読書記録~防忘録~

読書記録です。時々、漫画やアニメにも独り言してます。

人でなしの櫻 遠田潤子著 講談社 2022年

 しがない日本画家の竹井清秀は、妻子を同時に喪ってから生きた人間を描けず、「死体画家」と揶揄されていた。ある晩、急な電話に駆けつけると、長らく絶縁したままの天才料理人の父、康則の遺体があり、全裸で震える少女、蓮子がいた。八歳の少女を、十一年にわたり父が密かに囲っていたのだ。激しい嫌悪を覚える一方で、清秀はどうしようもなく蓮子に惹かれていく。
 誘拐されたショックからか、蓮子の精神年齢は八歳で止まっていた。康則をひたすら慕い、康則と似ている清秀にかろうじて懐く。本当の親や兄には怯えるばかりで、食べるものも親の手料理を拒否する。助けを求める蓮子を、清秀は病院から連れ出してしまう。亡き妻 夏梅ゆかりの地 山口県の古屋「夏蜜柑の家」で、二人の生活が始まった。蓮子からインスピレーションを受け、清秀は文字通り命を賭けて蓮子の絵を描く。…   (帯文に付け足しました)

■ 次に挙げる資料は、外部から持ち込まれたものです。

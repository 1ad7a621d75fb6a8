//! # Paygate Hex
//!
//! Application service layer and HTTP adapter for the payment gateway.
//!
//! ## Architecture
//!
//! - `service.rs` - Application service (accounts, statements, lookups)
//! - `lifecycle.rs` - Payment lifecycle engine (authorize, capture, refund, cancel)
//! - `cards.rs` - Card issuing for new accounts
//! - `openapi.rs` - OpenAPI document
//! - `inbound/` - HTTP adapter (Axum server, handlers, merchant extractor)
//!
//! The service is generic over `R: PaymentRepository`, allowing
//! different repository implementations to be injected.

pub mod cards;
pub mod inbound;
pub mod lifecycle;
pub mod openapi;
pub mod service;

#[cfg(test)]
mod lifecycle_tests;

pub use service::PaymentService;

 これは凄まじい話だなぁ。芸術に愛された男女の、天啓を受ける側と与える側との物語。それが父親の倒錯した犯罪によって引き合わされる。互いに与え合う存在だった夏梅との関係と、対照的に奪い合うような存在の蓮子。おそらく夏梅が生きていれば、清秀の絵は違うものになって、ニューヨーク近代美術館が買うような傑作は描けなかったんだろうけど。
 清秀を叱責する伯父さんの方が、対照的に俗物でしたね。いや、料亭の継続はどう考えても無理だろう、自分はいい人になって小説を書くとか凄い生命力だわ。
 ただ、私なんかは一般庶民なんで、蓮子の行く末が気になってしまう。蓮子の親兄弟の苦悩も。誰より悪いのは康則なんだけど、最終的にそれはどこかへ行ってしまった感がありましたね。
 これ、受け付けられない人もいるだろうなあ。読み始めたら一気でしたけど。